Secondary loss dominated flow in transonic turbine cascades with very low aspect ratio
Projektleiter: | |
Bearbeiter: | Dipl.-Ing. André Beschorner |
Finanzierung: | DFG |
Laufzeit: | 01/2015 - 02/2017 |
Förderkennzeiechen: | VO 820/12-1 |
Beschreibung:
The project will deliver a deeper understanding for the secondary loss effects in transonic turbine cascades with very low aspect ratio. As a result the existing loss correlation will be refined and extended for this extreme geometry range. Current public loss correlations do not cover the extreme low aspect ratio range. The planned investigations will imply the subsonic and transonic flow regime as well, since the transonic flow is very usual for the real applications.

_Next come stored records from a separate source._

//! Error kinds surfaced by the arrival pipeline.
//!
//! Most of these are expected outcomes rather than faults: callers log them
//! and keep processing frames.

use thiserror::Error;

pub type PipelineResult<T> = Result<T, PipelineError>;

#[derive(Debug, Error)]
pub enum PipelineError {
    /// A stored or received timestamp matched none of the accepted formats.
    #[error("malformed timestamp: {0:?}")]
    MalformedTimestamp(String),

    /// Fewer than two events, or no matching/fallback interval bucket.
    #[error("insufficient history: {0}")]
    InsufficientHistory(&'static str),

    /// The durable store could not be reached or a write failed.
    #[error("store unavailable during {operation}: {source}")]
    StoreUnavailable {
        operation: &'static str,
        #[source]
        source: rusqlite::Error,
    },

    /// A stored interval would push the prediction outside the calendar.
    #[error("interval of {0} seconds is out of range")]
    IntervalOutOfRange(f64),

    /// The detector produced no observations for a frame.
    #[error("detector produced no observations")]
    StaleDetectorOutput,

    /// A detector frame could not be decoded.
    #[error("invalid detector output: {0}")]
    InvalidDetection(String),

    #[error("snapshot write failed for {path}: {source}")]
    Snapshot {
        path: String,
        #[source]
        source: std::io::Error,
    },
}

impl PipelineError {
    pub fn store(operation: &'static str, source: rusqlite::Error) -> Self {
        PipelineError::StoreUnavailable { operation, source }
    }

    /// True for outcomes that are part of normal operation.
    pub fn is_expected(&self) -> bool {
        matches!(
            self,
            PipelineError::InsufficientHistory(_) | PipelineError::StaleDetectorOutput
        )
    }
}
use anyhow::Result;
use std::collections::VecDeque;

use crate::detect::result::FrameDetections;
use crate::detect::source::{DetectorSource, SourceStats};

/// Replays a fixed list of frames. Used by tests and dry runs.
#[derive(Default)]
pub struct ScriptedSource {
    frames: VecDeque<FrameDetections>,
    stats: SourceStats,
}

impl ScriptedSource {
    pub fn new(frames: impl IntoIterator<Item = FrameDetections>) -> Self {
        Self {
            frames: frames.into_iter().collect(),
            stats: SourceStats::default(),
        }
    }

    pub fn push(&mut self, frame: FrameDetections) {
        self.frames.push_back(frame);
    }

    pub fn remaining(&self) -> usize {
        self.frames.len()
    }
}

impl DetectorSource for ScriptedSource {
    fn name(&self) -> &'static str {
        "scripted"
    }

    fn next_frame(&mut self) -> Result<Option<FrameDetections>> {
        let frame = self.frames.pop_front();
        if frame.is_some() {
            self.stats.frames_read += 1;
        }
        Ok(frame)
    }

    fn stats(&self) -> SourceStats {
        self.stats.clone()
    }
}
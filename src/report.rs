//! Dashboard summary for the report CLI.

use chrono::{Duration, NaiveDateTime};
use serde::Serialize;
use std::fmt;

use crate::aggregate::mean_interval;
use crate::storage::ArrivalStore;

const DISPLAY_TIME_FORMAT: &str = "%-I:%M %p";

/// Snapshot of today's activity plus the latest forecast.
///
/// Every value is optional; a failed or empty read renders as `N/A`.
#[derive(Clone, Debug, Default, PartialEq, Serialize)]
pub struct DashboardSummary {
    pub last_seen: Option<NaiveDateTime>,
    pub count_today: Option<usize>,
    /// Mean interval between today's arrivals, rounded up to whole minutes.
    pub avg_interval_minutes_today: Option<u64>,
    pub predicted_arrival: Option<NaiveDateTime>,
}

impl DashboardSummary {
    pub fn collect(store: &dyn ArrivalStore, now: NaiveDateTime) -> Self {
        let start = now.date().and_time(chrono::NaiveTime::MIN);
        let end = start + Duration::days(1);

        let today = match store.events_between(start, end) {
            Ok(events) => Some(events),
            Err(e) => {
                log::error!("{}", e);
                None
            }
        };
        let forecasts = match store.forecasts() {
            Ok(forecasts) => forecasts,
            Err(e) => {
                log::error!("{}", e);
                Vec::new()
            }
        };

        let timestamps: Vec<NaiveDateTime> = today
            .iter()
            .flatten()
            .map(|ev| ev.timestamp)
            .collect();

        let last_seen = timestamps
            .iter()
            .max()
            .copied()
            .or_else(|| forecasts.iter().map(|f| f.last_arrival_at).max());

        Self {
            last_seen,
            count_today: today.as_ref().map(Vec::len),
            avg_interval_minutes_today: mean_interval(&timestamps)
                .map(|secs| (secs / 60.0).ceil() as u64),
            predicted_arrival: forecasts
                .iter()
                .max_by(|a, b| a.generated_at.cmp(&b.generated_at))
                .map(|f| f.predicted_arrival_at),
        }
    }
}

fn time_or_na(ts: &Option<NaiveDateTime>) -> String {
    ts.map(|t| t.format(DISPLAY_TIME_FORMAT).to_string())
        .unwrap_or_else(|| "N/A".to_string())
}

fn value_or_na<T: fmt::Display>(value: &Option<T>) -> String {
    value
        .as_ref()
        .map(|v| v.to_string())
        .unwrap_or_else(|| "N/A".to_string())
}

impl fmt::Display for DashboardSummary {
    fn fmt(&self, f: &mut fmt::Formatter<'_>) -> fmt::Result {
        writeln!(f, "Last seen:          {}", time_or_na(&self.last_seen))?;
        writeln!(f, "Arrivals today:     {}", value_or_na(&self.count_today))?;
        let interval = self
            .avg_interval_minutes_today
            .map(|m| format!("{} min", m))
            .unwrap_or_else(|| "N/A".to_string());
        writeln!(f, "Average interval:   {}", interval)?;
        write!(f, "Predicted arrival:  {}", time_or_na(&self.predicted_arrival))
    }
}

#[cfg(test)]
mod tests {
    use super::*;
    use crate::storage::InMemoryArrivalStore;
    use crate::{ArrivalEvent, ForecastRecord, ObjectClass};
    use chrono::NaiveDate;

    fn at(d: u32, h: u32, m: u32, s: u32) -> NaiveDateTime {
        NaiveDate::from_ymd_opt(2024, 3, d)
            .unwrap()
            .and_hms_opt(h, m, s)
            .unwrap()
    }

    #[test]
    fn empty_store_renders_na() {
        let store = InMemoryArrivalStore::new();
        let summary = DashboardSummary::collect(&store, at(4, 12, 0, 0));
        assert_eq!(summary.count_today, Some(0));
        assert_eq!(summary.last_seen, None);
        let text = summary.to_string();
        assert!(text.contains("Last seen:          N/A"));
        assert!(text.contains("Predicted arrival:  N/A"));
    }

    #[test]
    fn today_stats_round_interval_up() {
        let mut store = InMemoryArrivalStore::new();
        for ts in [at(3, 22, 0, 0), at(4, 9, 0, 0), at(4, 9, 10, 1), at(4, 9, 20, 30)] {
            store
                .append_event(&ArrivalEvent::new(ts, ObjectClass::Bus, 0.9))
                .unwrap();
        }
        store
            .append_forecast(&ForecastRecord {
                generated_at: at(4, 9, 21, 0),
                last_arrival_at: at(4, 9, 20, 0),
                predicted_arrival_at: at(4, 14, 5, 0),
                interval_seconds: 600.0,
            })
            .unwrap();

        let summary = DashboardSummary::collect(&store, at(4, 12, 0, 0));
        assert_eq!(summary.count_today, Some(3));
        assert_eq!(summary.last_seen, Some(at(4, 9, 20, 30)));
        // (601 + 629) / 2 = 615 s
        assert_eq!(summary.avg_interval_minutes_today, Some(11));
        let text = summary.to_string();
        assert!(text.contains("9:20 AM"));
        assert!(text.contains("2:05 PM"));
        assert!(text.contains("11 min"));
    }

    #[test]
    fn last_seen_falls_back_to_forecast_basis() {
        let mut store = InMemoryArrivalStore::new();
        store
            .append_forecast(&ForecastRecord {
                generated_at: at(3, 23, 0, 0),
                last_arrival_at: at(3, 22, 40, 0),
                predicted_arrival_at: at(3, 23, 0, 0),
                interval_seconds: 1200.0,
            })
            .unwrap();
        let summary = DashboardSummary::collect(&store, at(4, 8, 0, 0));
        assert_eq!(summary.count_today, Some(0));
        assert_eq!(summary.last_seen, Some(at(3, 22, 40, 0)));
        assert_eq!(summary.avg_interval_minutes_today, None);
    }
}
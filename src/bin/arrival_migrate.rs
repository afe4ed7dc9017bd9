//! arrival_migrate - copy arrival data between SQLite stores
//!
//! The source is opened read-only and left as it is. Events and forecasts
//! are appended; buckets are upserted, so rerunning against the same target
//! does not duplicate analysis rows.

use anyhow::{anyhow, Result};
use clap::Parser;

use arrival_forecast::storage::{SqliteArrivalReader, ARRIVAL_TABLES};
use arrival_forecast::SqliteArrivalStore;

#[path = "../ui.rs"]
mod ui;

#[derive(Parser, Debug)]
#[command(name = "arrival_migrate", about = "Copy events, buckets and forecasts into another store")]
struct Args {
    /// Source SQLite DB
    #[arg(long, value_name = "PATH")]
    from: String,

    /// Target SQLite DB (created if missing)
    #[arg(long, value_name = "PATH")]
    to: String,

    /// UI mode for stderr progress (auto|plain|pretty)
    #[arg(long, default_value = "auto", value_name = "MODE")]
    ui: String,
}

fn main() -> Result<()> {
    env_logger::Builder::from_env(env_logger::Env::default().default_filter_or("info")).init();

    let args = Args::parse();
    if args.from == args.to {
        return Err(anyhow!("--from and --to must be different databases"));
    }
    let ui = ui::Ui::from_flag(&args.ui);

    let (source, mut target) = {
        let _stage = ui.stage("Open databases");
        let source = SqliteArrivalReader::open(&args.from)?;
        if source.tables().is_empty() {
            return Err(anyhow!("{} contains no arrival tables", args.from));
        }
        for table in ARRIVAL_TABLES {
            if !source.has_table(table) {
                log::warn!("source has no {} table, skipping", table);
            }
        }
        (source, SqliteArrivalStore::open(&args.to)?)
    };

    let counts = {
        let mut stage = ui.stage("Copy rows");
        let counts = source.copy_into(&mut target)?;
        stage.set_detail(format!(
            "{} events, {} buckets, {} forecasts",
            counts.events, counts.buckets, counts.forecasts
        ));
        counts
    };
    println!(
        "migrated {} events, {} buckets, {} forecasts from {} to {}",
        counts.events, counts.buckets, counts.forecasts, args.from, args.to
    );
    Ok(())
}
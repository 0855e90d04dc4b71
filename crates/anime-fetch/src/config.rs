//! Runtime fetch configuration.
//!
//! The TOML-facing settings live in `shared::config`; this module turns them
//! into validated values with real durations and a status policy.

use crate::error::ErrorKind;
use crate::policy::StatusPolicy;
use reqwest::StatusCode;
use shared::{FetchSection, FetchSettings};
use std::time::Duration;
use tracing::warn;

/// Fan-out width, attempt budget and timing for one fetch call.
#[derive(Debug, Clone, PartialEq, Eq)]
pub struct FetchConfig {
    /// Parallel workers raced per request (1 = sequential).
    pub workers: usize,
    /// Attempts each worker makes before giving up.
    pub max_attempts: u32,
    /// Upper bound on a single attempt.
    pub attempt_timeout: Duration,
    /// Pause between attempts of one worker.
    pub retry_delay: Duration,
}

impl FetchConfig {
    /// Secondary pages fetched without a user waiting.
    pub fn background() -> Self {
        FetchSettings::BACKGROUND.into()
    }

    /// Lookups a user is waiting on; a deeper attempt budget.
    pub fn interactive() -> Self {
        FetchSettings::INTERACTIVE.into()
    }

    /// The non-racing path: one worker, long attempt budget.
    pub fn sequential() -> Self {
        FetchSettings::SEQUENTIAL.into()
    }

    pub fn with_workers(mut self, workers: usize) -> Self {
        self.workers = workers;
        self
    }

    pub fn with_max_attempts(mut self, max_attempts: u32) -> Self {
        self.max_attempts = max_attempts;
        self
    }

    pub fn with_attempt_timeout(mut self, attempt_timeout: Duration) -> Self {
        self.attempt_timeout = attempt_timeout;
        self
    }

    pub fn with_retry_delay(mut self, retry_delay: Duration) -> Self {
        self.retry_delay = retry_delay;
        self
    }

    /// Clamp out-of-range values to the nearest usable one.
    pub fn validated(mut self) -> Self {
        if self.workers == 0 {
            warn!("Fetch config has 0 workers, using 1");
            self.workers = 1;
        }
        if self.max_attempts == 0 {
            warn!("Fetch config has 0 attempts, using 1");
            self.max_attempts = 1;
        }
        if self.attempt_timeout.is_zero() {
            let fallback = Duration::from_millis(FetchSettings::BACKGROUND.attempt_timeout_ms);
            warn!(
                fallback_ms = fallback.as_millis() as u64,
                "Fetch config has a zero attempt timeout, using fallback"
            );
            self.attempt_timeout = fallback;
        }
        self
    }

    pub fn is_sequential(&self) -> bool {
        self.workers == 1
    }
}

impl Default for FetchConfig {
    fn default() -> Self {
        Self::background()
    }
}

impl From<FetchSettings> for FetchConfig {
    fn from(settings: FetchSettings) -> Self {
        Self {
            workers: settings.workers,
            max_attempts: settings.max_attempts,
            attempt_timeout: Duration::from_millis(settings.attempt_timeout_ms),
            retry_delay: Duration::from_millis(settings.retry_delay_ms),
        }
    }
}

#[derive(Debug, thiserror::Error)]
pub enum ConfigError {
    #[error("invalid terminal status {0:?}: expected a code between 100 and 999")]
    InvalidStatus(String),

    #[error("invalid error kind {kind:?} for status {status}")]
    InvalidKind { status: u16, kind: String },

    #[error("status {0} cannot be terminal with a retryable kind")]
    RetryableKind(u16),
}

/// Every profile a call site can pick from, plus the shared status policy.
#[derive(Debug, Clone)]
pub struct FetchProfiles {
    pub background: FetchConfig,
    pub interactive: FetchConfig,
    pub sequential: FetchConfig,
    pub policy: StatusPolicy,
}

impl Default for FetchProfiles {
    fn default() -> Self {
        Self {
            background: FetchConfig::background(),
            interactive: FetchConfig::interactive(),
            sequential: FetchConfig::sequential(),
            policy: StatusPolicy::default(),
        }
    }
}

impl FetchProfiles {
    /// Build profiles from the `[fetch]` config section.
    ///
    /// Extra terminal statuses are merged over the built-in table.
    pub fn from_section(section: &FetchSection) -> Result<Self, ConfigError> {
        let mut policy = StatusPolicy::default();
        for (status, kind) in &section.terminal_statuses {
            let code = status
                .trim()
                .parse::<u16>()
                .ok()
                .and_then(|code| StatusCode::from_u16(code).ok())
                .ok_or_else(|| ConfigError::InvalidStatus(status.clone()))?;
            let kind = kind
                .parse::<ErrorKind>()
                .map_err(|_| ConfigError::InvalidKind {
                    status: code.as_u16(),
                    kind: kind.clone(),
                })?;
            if kind.is_retryable() {
                return Err(ConfigError::RetryableKind(code.as_u16()));
            }
            policy = policy.with_terminal(code, kind);
        }

        Ok(Self {
            background: FetchConfig::from(section.background).validated(),
            interactive: FetchConfig::from(section.interactive).validated(),
            sequential: FetchConfig::from(section.sequential).validated(),
            policy,
        })
    }
}

#[cfg(test)]
mod tests {
    use super::*;
    use crate::policy::Verdict;

    #[test]
    fn test_default_profiles() {
        let background = FetchConfig::background();
        assert_eq!(background.workers, 3);
        assert_eq!(background.max_attempts, 10);
        assert_eq!(background.attempt_timeout, Duration::from_secs(5));
        assert!(background.retry_delay.is_zero());

        let interactive = FetchConfig::interactive();
        assert_eq!(interactive.max_attempts, 50);

        let sequential = FetchConfig::sequential();
        assert!(sequential.is_sequential());
        assert_eq!(sequential.max_attempts, 50);
    }

    #[test]
    fn test_validated_clamps() {
        let config = FetchConfig::background()
            .with_workers(0)
            .with_max_attempts(0)
            .with_attempt_timeout(Duration::ZERO)
            .validated();
        assert_eq!(config.workers, 1);
        assert_eq!(config.max_attempts, 1);
        assert_eq!(config.attempt_timeout, Duration::from_secs(5));
    }

    #[test]
    fn test_profiles_merge_terminal_statuses() {
        let mut section = FetchSection::default();
        section
            .terminal_statuses
            .insert("451".to_string(), "content_blocked".to_string());

        let profiles = FetchProfiles::from_section(&section).unwrap();
        assert_eq!(
            profiles.policy.classify(StatusCode::UNAVAILABLE_FOR_LEGAL_REASONS),
            Verdict::Terminal(ErrorKind::ContentBlocked)
        );
        assert_eq!(
            profiles.policy.classify(StatusCode::TOO_MANY_REQUESTS),
            Verdict::Terminal(ErrorKind::TooManyRequests)
        );
    }

    #[test]
    fn test_profiles_reject_bad_entries() {
        let mut section = FetchSection::default();
        section
            .terminal_statuses
            .insert("abc".to_string(), "content_blocked".to_string());
        assert!(matches!(
            FetchProfiles::from_section(&section),
            Err(ConfigError::InvalidStatus(_))
        ));

        let mut section = FetchSection::default();
        section
            .terminal_statuses
            .insert("403".to_string(), "forbidden".to_string());
        assert!(matches!(
            FetchProfiles::from_section(&section),
            Err(ConfigError::InvalidKind { status: 403, .. })
        ));

        let mut section = FetchSection::default();
        section
            .terminal_statuses
            .insert("503".to_string(), "service_error".to_string());
        assert!(matches!(
            FetchProfiles::from_section(&section),
            Err(ConfigError::RetryableKind(503))
        ));
    }
}
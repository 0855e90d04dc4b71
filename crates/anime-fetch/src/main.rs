//! fetch-probe: run one request through the fetch engine from the command line.

use anime_fetch::{CancellationToken, FetchEngine, FetchProfiles, FetchRequest};
use anyhow::{Context, Result};
use clap::Parser;
use reqwest::Method;
use shared::{Config, LogConfig};
use std::io::Write;
use std::path::PathBuf;
use std::time::Duration;
use tracing::{info, warn};

#[derive(Parser, Debug)]
#[command(author, version, about, long_about = None)]
struct Args {
    /// URL to fetch
    url: String,

    /// HTTP method
    #[arg(short, long, default_value = "GET", value_parser = parse_method)]
    method: Method,

    /// Query parameter as key=value (repeatable)
    #[arg(short = 'p', long = "param", value_parser = parse_pair)]
    params: Vec<(String, String)>,

    /// Request header as name=value (repeatable)
    #[arg(short = 'H', long = "header", value_parser = parse_pair)]
    headers: Vec<(String, String)>,

    /// Decode the body as JSON and pretty-print it
    #[arg(long)]
    json: bool,

    /// Override the number of racing workers
    #[arg(short, long)]
    workers: Option<usize>,

    /// Override the attempts each worker makes
    #[arg(short, long)]
    attempts: Option<u32>,

    /// Override the per-attempt timeout in milliseconds
    #[arg(long)]
    timeout_ms: Option<u64>,

    /// Use the sequential profile instead of the interactive one
    #[arg(long)]
    sequential: bool,

    /// Path to configuration file
    #[arg(short, long, default_value = "config.toml")]
    config: PathBuf,

    /// Enable verbose logging
    #[arg(short, long)]
    verbose: bool,
}

fn parse_pair(raw: &str) -> Result<(String, String), String> {
    match raw.split_once('=') {
        Some((key, value)) if !key.trim().is_empty() => {
            Ok((key.trim().to_string(), value.to_string()))
        }
        _ => Err(format!("expected key=value, got {:?}", raw)),
    }
}

fn parse_method(raw: &str) -> Result<Method, String> {
    Method::from_bytes(raw.to_ascii_uppercase().as_bytes())
        .map_err(|e| format!("invalid method {:?}: {}", raw, e))
}

#[tokio::main]
async fn main() -> Result<()> {
    let args = Args::parse();

    // Load configuration
    let config = Config::from_file(&args.config)
        .with_context(|| format!("Failed to load config from {}", args.config.display()))?;

    // Initialize logging
    let mut log_config = LogConfig::from_settings(&config.logging, "fetch-probe");
    if args.verbose {
        log_config.default_level = tracing::Level::DEBUG;
    }
    shared::logging::init(log_config)?;

    let profiles =
        FetchProfiles::from_section(&config.fetch).context("Invalid [fetch] configuration")?;

    let mut fetch_config = if args.sequential {
        profiles.sequential.clone()
    } else {
        profiles.interactive.clone()
    };
    if let Some(workers) = args.workers {
        fetch_config = fetch_config.with_workers(workers);
    }
    if let Some(attempts) = args.attempts {
        fetch_config = fetch_config.with_max_attempts(attempts);
    }
    if let Some(timeout_ms) = args.timeout_ms {
        fetch_config = fetch_config.with_attempt_timeout(Duration::from_millis(timeout_ms));
    }

    let engine = FetchEngine::new(fetch_config)
        .context("Failed to create fetch engine")?
        .with_policy(profiles.policy);

    info!(
        url = %args.url,
        method = %args.method,
        workers = engine.config().workers,
        max_attempts = engine.config().max_attempts,
        attempt_timeout_ms = engine.config().attempt_timeout.as_millis() as u64,
        "fetch-probe starting"
    );

    let cancel = CancellationToken::new();
    let on_interrupt = cancel.clone();
    tokio::spawn(async move {
        if tokio::signal::ctrl_c().await.is_ok() {
            warn!("Interrupted, cancelling fetch");
            on_interrupt.cancel();
        }
    });

    let request = FetchRequest::new(args.method.clone(), args.url.clone())
        .headers(args.headers.iter().cloned());
    let request = args
        .params
        .iter()
        .fold(request, |request, (key, value)| request.param(key, value));

    let mut stdout = std::io::stdout().lock();
    if args.json {
        let value: serde_json::Value = engine
            .fetch_json(request, &cancel)
            .await
            .with_context(|| format!("Fetch of {} failed", args.url))?;
        let pretty = serde_json::to_string_pretty(&value).context("Failed to format JSON")?;
        writeln!(stdout, "{}", pretty).context("Failed to write to stdout")?;
    } else {
        let body = engine
            .fetch_bytes(request, &cancel)
            .await
            .with_context(|| format!("Fetch of {} failed", args.url))?;
        stdout.write_all(&body).context("Failed to write to stdout")?;
        info!(bytes = body.len(), "Body written");
    }
    stdout.flush().context("Failed to flush stdout")?;

    Ok(())
}
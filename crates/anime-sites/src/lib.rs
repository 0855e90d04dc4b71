//! Request catalogs for the upstream anime catalog sites.
//!
//! Each client knows which URL, query, headers and body shape a logical page
//! needs and runs it through the shared fetch engine. Pages come back as raw
//! HTML for the scraping layer; DOM extraction does not happen here.

pub mod aniboom;
pub mod envelope;
pub mod manifest;
pub mod shikimori;

pub use aniboom::AniboomClient;
pub use envelope::Envelope;
pub use manifest::{
    media_server, media_src_from_parameters, normalize_embed_link, rewrite_manifest,
    save_manifest, ManifestFormat,
};
pub use shikimori::ShikimoriClient;

/// Base URL for a mirror domain, without a trailing slash.
pub(crate) fn https_base(domain: &str) -> String {
    format!("https://{}", domain.trim().trim_end_matches('/'))
}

A typical phenomenon in configurations with a low endwall distance is the merging of the secondary flow effects. This effect, its influence on the main flow and the resulting flow losses are not yet investigated adequately.
To create the database for the loss correlation extension, it is planned to use a hybrid approach, in which the data will be delivered by validated numerical investigations. For the validation special geometries will be investigated in a transonic cascade test rig. Using numerical data for the loss database enhances the flexibility and range of the investigation. Own previous work on this topic showed that the CFD is capable to predict the losses in this geometry.
Moreover the cascade flow will be investigated beside the design point. This is important since the public incidence loss correlations are also not valid for the very low aspect ratio range.
The project is not only important from a scientific point of view. The validated loss correlations in the very low aspect ratio range will be used in the design of high pressure air turbines. These turbines are for example used as engine simulators for wind tunnel tests of airplane models. Other applications are compressed air motors with very high rotation speed in the medicine industry and all other industries where compressed air motors with their very high power density are preferred over electrical motors.